Promising prospects for transition metal(Ti, Ni, Zr, and Nb) modified V2C MXene on hydrogen storage performances of magnesium hydride

The mechanism of V2C modified with transition metals (Ti, Ni, Zr, and Nb) on MgH2 dehydrogenation properties were researched by the density functional theory (DFT). The adsorption energy, dehydrogenation energy, and electronic structure of MgH2 on the TM (Ti, Ni, Zr, and Nb) @V2C were calculated. The results showed TM atoms tended to occupy on the fcc site of V2C. The MgH2 adsorption on the V2C were improved by adding TM, the order of the adsorption energy was as follows: Ni@V2C > Ti@V2C > Zr@V2C > Nb@V2C > V2C. The electronic structure indicated an evident orbital hybridization peak between the H and TM atoms.

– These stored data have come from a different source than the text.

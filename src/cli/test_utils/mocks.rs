//! Mock implementations of adapter traits for testing

use crate::cli::adapters::{CommandContext, SessionAccess};
use crate::cli::error::{CliError, CliResult};
use std::sync::{Arc, Mutex};

/// Mock implementation of CommandContext that records every message
#[derive(Clone, Default)]
pub struct MockCommandContext {
    pub logs: Arc<Mutex<Vec<String>>>,
}

impl MockCommandContext {
    pub fn new() -> Self {
        Self::default()
    }

    pub fn get_logs(&self) -> Vec<String> {
        self.logs.lock().unwrap().clone()
    }

    fn push(&self, level: &str, message: &str) {
        self.logs.lock().unwrap().push(format!("[{}] {}", level, message));
    }
}

impl CommandContext for MockCommandContext {
    fn log_info(&self, message: &str) {
        self.push("INFO", message);
    }

    fn log_warn(&self, message: &str) {
        self.push("WARN", message);
    }

    fn log_error(&self, message: &str) -> CliResult<()> {
        self.push("ERROR", message);
        Ok(())
    }

    fn log_success(&self, message: &str) {
        self.push("SUCCESS", message);
    }
}

/// In-memory agent session with a JSON agent state
#[derive(Debug, Clone)]
pub struct MockSession {
    pub files: Vec<String>,
    pub messages: usize,
    pub last_input: String,
    pub restored: Vec<Vec<u8>>,
    pub prompt: Option<String>,
    pub fail_restore: bool,
}

impl MockSession {
    pub fn new(files: &[&str]) -> Self {
        Self {
            files: files.iter().map(|f| f.to_string()).collect(),
            messages: 2,
            last_input: "do something".to_string(),
            restored: Vec::new(),
            prompt: None,
            fail_restore: false,
        }
    }
}

impl SessionAccess for MockSession {
    fn agent_state(&self) -> CliResult<Vec<u8>> {
        let messages: Vec<_> = (0..self.messages).map(|i| serde_json::json!({ "n": i })).collect();
        Ok(serde_json::to_vec(&serde_json::json!({
            "messages": messages,
            "file_tree": self.files,
        }))?)
    }

    fn last_user_input(&self) -> String {
        self.last_input.clone()
    }

    fn restore_agent_state(
        &mut self,
        agent_state: &[u8],
        _last_tool_results: &[u8],
    ) -> CliResult<()> {
        if self.fail_restore {
            return Err(CliError::AdapterError("session is busy".to_string()));
        }
        self.restored.push(agent_state.to_vec());
        Ok(())
    }

    fn set_prompt(&mut self, text: &str) {
        self.prompt = Some(text.to_string());
    }
}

In addition, compared with (MgH2)4 clusters on the V2C, the dehydrogenation energies of that on the TM@V2C were dramatically promoted, with the order of improvement being Ni@V2C > Ti@V2C > Nb@V2C > Zr@V2C. The dehydrogenation energy of (MgH2)4 clusters on the Ni@V2C decreased by 1.60 and 1.11 eV than that pure (MgH2)4 clusters and (MgH2)4 clusters on the V2C, respectively. Therefore, compared with the clean V2C, the influence of the TM@V2C combinations on the dehydrogenation of MgH2 had been extended, providing theoretical support for potential excellent catalysts in experiments.